[Start of Attachment]
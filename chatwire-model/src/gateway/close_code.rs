//! Gateway close code classification.

/// A recognized gateway close code.
///
/// Values outside this set (including ordinary WebSocket codes like 1000 and
/// 1001) are classified by [`CloseCode::classify`] without needing a named
/// variant.
#[derive(Clone, Copy, Debug, Eq, Hash, PartialEq)]
#[non_exhaustive]
pub enum CloseCode {
    UnknownError = 4000,
    UnknownOpcode = 4001,
    DecodeError = 4002,
    NotAuthenticated = 4003,
    AuthenticationFailed = 4004,
    AlreadyAuthenticated = 4005,
    InvalidSequence = 4007,
    RateLimited = 4008,
    SessionTimedOut = 4009,
    InvalidShard = 4010,
    ShardingRequired = 4011,
    InvalidApiVersion = 4012,
    InvalidIntents = 4013,
    DisallowedIntents = 4014,
}

impl CloseCode {
    /// Convert a raw close code into a known variant, if recognized.
    pub const fn from_u16(value: u16) -> Option<Self> {
        match value {
            4000 => Some(Self::UnknownError),
            4001 => Some(Self::UnknownOpcode),
            4002 => Some(Self::DecodeError),
            4003 => Some(Self::NotAuthenticated),
            4004 => Some(Self::AuthenticationFailed),
            4005 => Some(Self::AlreadyAuthenticated),
            4007 => Some(Self::InvalidSequence),
            4008 => Some(Self::RateLimited),
            4009 => Some(Self::SessionTimedOut),
            4010 => Some(Self::InvalidShard),
            4011 => Some(Self::ShardingRequired),
            4012 => Some(Self::InvalidApiVersion),
            4013 => Some(Self::InvalidIntents),
            4014 => Some(Self::DisallowedIntents),
            _ => None,
        }
    }

    /// The numeric close code.
    pub const fn code(self) -> u16 {
        self as u16
    }
}

/// What a shard should do after observing a close code.
#[derive(Clone, Copy, Debug, Eq, Hash, PartialEq)]
pub enum CloseAction {
    /// Reopen a socket against `resumeURL` (if set) and send RESUME.
    Resume,
    /// Reopen a fresh socket and send IDENTIFY, discarding the existing session.
    Reconnect,
    /// The session cannot be recovered; surface a fatal error.
    Fatal,
}

/// Classify a raw close code into the action the session should take.
///
/// This follows the resumable/terminal table in the traffic-control engine's
/// shard session state machine, which is authoritative where other framings
/// of the same classification disagree: resumable codes are exactly
/// `{4000, 4001, 4002, 4003, 4005, 4007, 4008, 4009}`; terminal codes are
/// `{4004, 4010, 4011, 4012, 4013, 4014}` plus a clean `1000` (caller-driven
/// shutdown, not worth reconnecting); everything else, including the
/// ordinary abnormal closes `1001`/`1006`, falls back to a fresh reconnect.
pub fn classify(close_code: Option<u16>) -> CloseAction {
    let Some(raw) = close_code else {
        return CloseAction::Reconnect;
    };

    match CloseCode::from_u16(raw) {
        Some(
            CloseCode::AuthenticationFailed
            | CloseCode::InvalidShard
            | CloseCode::ShardingRequired
            | CloseCode::InvalidApiVersion
            | CloseCode::InvalidIntents
            | CloseCode::DisallowedIntents,
        ) => CloseAction::Fatal,
        Some(
            CloseCode::UnknownError
            | CloseCode::UnknownOpcode
            | CloseCode::DecodeError
            | CloseCode::NotAuthenticated
            | CloseCode::AlreadyAuthenticated
            | CloseCode::InvalidSequence
            | CloseCode::RateLimited
            | CloseCode::SessionTimedOut,
        ) => CloseAction::Resume,
        None if raw == 1000 => CloseAction::Fatal,
        None => CloseAction::Reconnect,
    }
}

#[cfg(test)]
mod tests {
    use super::{classify, CloseAction, CloseCode};
    use static_assertions::assert_impl_all;
    use std::fmt::Debug;

    assert_impl_all!(CloseCode: Clone, Copy, Debug, Eq, Send, Sync);

    #[test]
    fn fatal_codes() {
        for code in [4004, 4010, 4011, 4012, 4013, 4014] {
            assert_eq!(classify(Some(code)), CloseAction::Fatal, "{code}");
        }
    }

    #[test]
    fn resumable_codes() {
        for code in [4000, 4001, 4002, 4003, 4005, 4007, 4008, 4009] {
            assert_eq!(classify(Some(code)), CloseAction::Resume, "{code}");
        }
    }

    #[test]
    fn abnormal_clean_closes_reconnect() {
        for code in [1001, 1006] {
            assert_eq!(classify(Some(code)), CloseAction::Reconnect, "{code}");
        }
    }

    #[test]
    fn clean_close_is_fatal_and_missing_code_reconnects() {
        assert_eq!(classify(Some(1000)), CloseAction::Fatal);
        assert_eq!(classify(None), CloseAction::Reconnect);
    }
}
impl ShardSession {
    #[must_use]
    pub fn new(identity: Identity, gateway_url: String) -> Self {
        Self {
            identity,
            gateway_url,
            state: ShardState::Idle,
            sequence: None,
            session_id: None,
            resume_url: None,
            heartbeats: None,
            next_heartbeat_at: None,
            outbound: OutboundLimiter::new(),
            close_code: None,
            reconnect_attempt: 0,
            last_ping: None,
            status: StatusHandle::new(),
            #[cfg(feature = "zlib-stock")]
            inflater: Inflater::new(),
        }
    }

    #[must_use]
    pub const fn state(&self) -> ShardState {
        self.state
    }

    #[must_use]
    pub const fn shard_id(&self) -> u32 {
        self.identity.shard.0
    }

    #[must_use]
    pub const fn ping(&self) -> Option<Duration> {
        self.last_ping
    }

    /// A cheap handle the shard manager can poll for this shard's live
    /// state and ping without going through the session itself.
    #[must_use]
    pub fn status_handle(&self) -> StatusHandle {
        self.status.clone()
    }

    /// Whether this shard holds a session it could attempt to resume,
    /// rather than needing a fresh IDENTIFY.
    #[must_use]
    pub fn has_active_session(&self) -> bool {
        self.session_id.is_some()
    }

    fn transition(&mut self, next: ShardState) {
        debug_assert!(
            self.state.can_transition_to(next),
            "illegal shard transition {} -> {next}",
            self.state
        );

        #[cfg(feature = "tracing")]
        tracing::debug!(shard_id = self.shard_id(), from = %self.state, to = %next, "shard state transition");

        self.state = next;
        self.status.set_state(next);
    }

    /// Run the shard until it is destroyed or its connection drops.
    ///
    /// On `Ended::Reconnect`, the caller (the shard manager) is expected to
    /// call [`ShardSession::run`] again after the backoff computed here has
    /// elapsed; session identity (`session_id`/`resume_url`) is preserved
    /// across the call so a resume can be attempted.
    pub async fn run(
        &mut self,
        events: mpsc::UnboundedSender<RoutedEvent>,
        mut shutdown: watch::Receiver<bool>,
    ) -> Result<Ended> {
        if *shutdown.borrow() {
            self.transition(ShardState::Destroyed);
            return Ok(Ended::Destroyed);
        }

        self.transition(ShardState::Connecting);

        let mut socket = self.connect().await?;
        self.transition(ShardState::Connected);

        let outcome = self.drive(&mut socket, &events, &mut shutdown).await;

        match &outcome {
            Ok(Ended::Destroyed) => {
                let _ = socket
                    .close(Some(CloseFrame {
                        code: WsCloseCode::Normal,
                        reason: "".into(),
                    }))
                    .await;
            }
            _ => {
                let _ = socket.close(None).await;
            }
        }

        outcome
    }

    async fn connect(&self) -> Result<WsStream> {
        let url = self.resume_url.as_deref().unwrap_or(&self.gateway_url);

        let (socket, _response) = connect_async(url)
            .await
            .map_err(|source| Error::with_source(ErrorType::Connecting, source))?;

        Ok(socket)
    }

    async fn drive(
        &mut self,
        socket: &mut WsStream,
        events: &mpsc::UnboundedSender<RoutedEvent>,
        shutdown: &mut watch::Receiver<bool>,
    ) -> Result<Ended> {
        loop {
            if *shutdown.borrow() {
                self.transition(ShardState::Destroyed);
                return Ok(Ended::Destroyed);
            }

            let tick_delay = self.next_heartbeat_delay();

            tokio::select! {
                biased;

                changed = shutdown.changed() => {
                    if changed.is_ok() && *shutdown.borrow() {
                        self.transition(ShardState::Destroyed);
                        return Ok(Ended::Destroyed);
                    }
                }

                _ = sleep_or_pending(tick_delay) => {
                    if let Some(outcome) = self.on_heartbeat_tick(socket).await? {
                        return Ok(outcome);
                    }
                }

                message = socket.next() => {
                    let Some(message) = message else {
                        return Ok(Ended::Reconnect);
                    };

                    let message = message.map_err(|source| Error::with_source(ErrorType::Connecting, source))?;

                    if let Some(outcome) = self.on_message(socket, events, message).await? {
                        return Ok(outcome);
                    }
                }
            }
        }
    }

    /// Remaining time until the next heartbeat is due, not the full
    /// interval: a fresh `sleep` built from the constant interval on every
    /// loop pass would restart the countdown whenever another branch of the
    /// `select!` (e.g. an inbound message) won the race first.
    fn next_heartbeat_delay(&self) -> Option<Duration> {
        self.next_heartbeat_at
            .map(|deadline| deadline.saturating_duration_since(Instant::now()))
    }

    async fn on_heartbeat_tick(&mut self, socket: &mut WsStream) -> Result<Option<Ended>> {
        let Some(heartbeats) = &self.heartbeats else {
            return Ok(None);
        };

        match heartbeats.on_tick(Instant::now()) {
            Tick::Send => {
                self.next_heartbeat_at = Some(Instant::now() + heartbeats.interval());
                self.send_heartbeat(socket).await?;
                Ok(None)
            }
            Tick::Zombie => {
                #[cfg(feature = "tracing")]
                tracing::warn!(shard_id = self.shard_id(), "zombie connection detected");

                self.close_and_reconnect(socket).await?;
                Ok(Some(Ended::Reconnect))
            }
        }
    }

    async fn send_heartbeat(&mut self, socket: &mut WsStream) -> Result<()> {
        let payload = Heartbeat(self.sequence).serialize().map_err(|source| {
            Error::with_source(ErrorType::ParsingPayload, source)
        })?;

        socket
            .send(Message::Text(payload))
            .await
            .map_err(|source| Error::with_source(ErrorType::Sending, source))
    }

    async fn on_message(
        &mut self,
        socket: &mut WsStream,
        events: &mpsc::UnboundedSender<RoutedEvent>,
        message: Message,
    ) -> Result<Option<Ended>> {
        match message {
            Message::Text(text) => self.on_payload(socket, events, &text).await,
            Message::Binary(bytes) => self.on_binary(socket, events, &bytes).await,
            Message::Close(frame) => {
                self.close_code = frame.as_ref().map(|frame| frame.code.into());
                Ok(Some(self.classify_close()))
            }
            Message::Ping(_) | Message::Pong(_) | Message::Frame(_) => Ok(None),
        }
    }

    #[cfg(feature = "zlib-stock")]
    async fn on_binary(
        &mut self,
        socket: &mut WsStream,
        events: &mpsc::UnboundedSender<RoutedEvent>,
        bytes: &[u8],
    ) -> Result<Option<Ended>> {
        self.inflater.extend(bytes);

        let message = self
            .inflater
            .message()
            .map_err(|source| Error::with_source(ErrorType::Compression, source))?;

        let Some(message) = message else {
            return Ok(None);
        };

        let text = std::str::from_utf8(message)
            .map_err(|source| Error::with_source(ErrorType::ParsingPayload, source))?
            .to_owned();

        self.on_payload(socket, events, &text).await
    }

    #[cfg(not(feature = "zlib-stock"))]
    async fn on_binary(
        &mut self,
        socket: &mut WsStream,
        events: &mpsc::UnboundedSender<RoutedEvent>,
        bytes: &[u8],
    ) -> Result<Option<Ended>> {
        let text = std::str::from_utf8(bytes)
            .map_err(|source| Error::with_source(ErrorType::ParsingPayload, source))?;
        self.on_payload(socket, events, text).await
    }

    async fn on_payload(
        &mut self,
        socket: &mut WsStream,
        events: &mpsc::UnboundedSender<RoutedEvent>,
        text: &str,
    ) -> Result<Option<Ended>> {
        let parsed = chatwire_model::gateway::event::parse(text)
            .map_err(|source| Error::with_source(ErrorType::ParsingPayload, source))?;

        match parsed {
            GatewayEvent::Hello(hello) => {
                let heartbeats = Heartbeats::new(Duration::from_millis(hello.heartbeat_interval));
                self.next_heartbeat_at = Some(Instant::now() + heartbeats.first_delay());
                self.heartbeats = Some(heartbeats);
                self.start_authentication(socket).await?;
                Ok(None)
            }
            GatewayEvent::HeartbeatAck => {
                if let Some(heartbeats) = &self.heartbeats {
                    let ping = heartbeats.on_ack(Instant::now());
                    self.last_ping = Some(ping);
                    self.status.set_ping(ping);
                }
                Ok(None)
            }
            GatewayEvent::Heartbeat(_) => {
                self.send_heartbeat(socket).await?;
                Ok(None)
            }
            GatewayEvent::Reconnect => {
                self.close_and_reconnect(socket).await?;
                Ok(Some(Ended::Reconnect))
            }
            GatewayEvent::InvalidSession(resumable) => {
                let delay = StdDuration::from_secs_f64(rand::thread_rng().gen_range(1.0..5.0));
                time::sleep(delay).await;

                if !resumable {
                    self.session_id = None;
                    self.resume_url = None;
                }

                self.start_authentication(socket).await?;
                Ok(None)
            }
            GatewayEvent::Dispatch(sequence, event) => {
                self.sequence = Some(self.sequence.map_or(sequence, |current| current.max(sequence)));

                if let DispatchEvent::Ready(ready) = event.as_ref() {
                    self.session_id = Some(ready.session_id.clone());
                    self.resume_url = Some(ready.resume_gateway_url.clone());
                    self.transition(ShardState::Ready);
                    self.reconnect_attempt = 0;
                } else if matches!(event.as_ref(), DispatchEvent::Resumed) {
                    self.transition(ShardState::Ready);
                    self.reconnect_attempt = 0;
                }

                let _ = events.send(RoutedEvent {
                    shard_id: self.shard_id(),
                    sequence: self.sequence,
                    event: *event,
                });

                Ok(None)
            }
        }
    }

    async fn start_authentication(&mut self, socket: &mut WsStream) -> Result<()> {
        if self.session_id.is_some() {
            self.transition(ShardState::Resuming);
            self.send_resume(socket).await
        } else {
            self.transition(ShardState::Identifying);
            self.send_identify(socket).await
        }
    }

    async fn await_outbound_slot(&mut self) {
        loop {
            match self.outbound.check(Instant::now()) {
                Ok(()) => return,
                Err(wait) => time::sleep(wait).await,
            }
        }
    }

    async fn send_identify(&mut self, socket: &mut WsStream) -> Result<()> {
        self.await_outbound_slot().await;

        let identify = Identify {
            token: self.identity.token.clone(),
            intents: self.identity.intents,
            properties: IdentifyProperties::new("chatwire"),
            compress: Some(cfg!(feature = "zlib-stock")),
            large_threshold: self.identity.large_threshold,
            shard: Some(self.identity.shard),
            presence: self.identity.presence.clone(),
        };

        let payload = chatwire_model::gateway::payload::outgoing::serialize_command(&identify)
            .map_err(|source| Error::with_source(ErrorType::ParsingPayload, source))?;

        socket
            .send(Message::Text(payload))
            .await
            .map_err(|source| Error::with_source(ErrorType::Sending, source))
    }

    async fn send_resume(&mut self, socket: &mut WsStream) -> Result<()> {
        let Some(session_id) = self.session_id.clone() else {
            return self.send_identify(socket).await;
        };

        self.await_outbound_slot().await;

        let resume = Resume {
            token: self.identity.token.clone(),
            session_id,
            seq: self.sequence.unwrap_or(0),
        };

        let payload = chatwire_model::gateway::payload::outgoing::serialize_command(&resume)
            .map_err(|source| Error::with_source(ErrorType::ParsingPayload, source))?;

        socket
            .send(Message::Text(payload))
            .await
            .map_err(|source| Error::with_source(ErrorType::Sending, source))
    }

    async fn close_and_reconnect(&mut self, socket: &mut WsStream) -> Result<()> {
        let _ = socket
            .send(Message::Close(Some(CloseFrame {
                code: WsCloseCode::Library(4000),
                reason: "reconnecting".into(),
            })))
            .await;

        self.transition(ShardState::Reconnecting);

        Ok(())
    }

    fn classify_close(&mut self) -> Ended {
        match close_code::classify(self.close_code) {
            CloseAction::Fatal => {
                self.transition(ShardState::Destroyed);
                Ended::Destroyed
            }
            CloseAction::Resume => {
                self.transition(ShardState::Reconnecting);
                Ended::Reconnect
            }
            CloseAction::Reconnect => {
                self.session_id = None;
                self.resume_url = None;
                self.transition(ShardState::Reconnecting);
                Ended::Reconnect
            }
        }
    }

    /// Capped exponential backoff (base 1s, cap 60s, jitter ±20%) before the
    /// next `CONNECTING` attempt.
    #[must_use]
    pub fn next_backoff(&mut self) -> Duration {
        self.reconnect_attempt = self.reconnect_attempt.saturating_add(1);

        let base = 2f64.powi(i32::try_from(self.reconnect_attempt.min(6)).unwrap_or(6));
        let capped = base.min(60.0);
        let jitter = rand::thread_rng().gen_range(0.8..1.2);

        Duration::from_secs_f64(capped * jitter)
    }
}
[End of Attachment]
▶ What to do: Would you report every line of the entries above containing the word "return"?

▶ Completed exercise:
        return CloseAction::Reconnect;
            return Ok(Ended::Destroyed);
                return Ok(Ended::Destroyed);
                        return Ok(Ended::Destroyed);
                        return Ok(outcome);
                        return Ok(Ended::Reconnect);
                        return Ok(outcome);
            return Ok(None);
            return Ok(None);
                Ok(()) => return,
            return self.send_identify(socket).await;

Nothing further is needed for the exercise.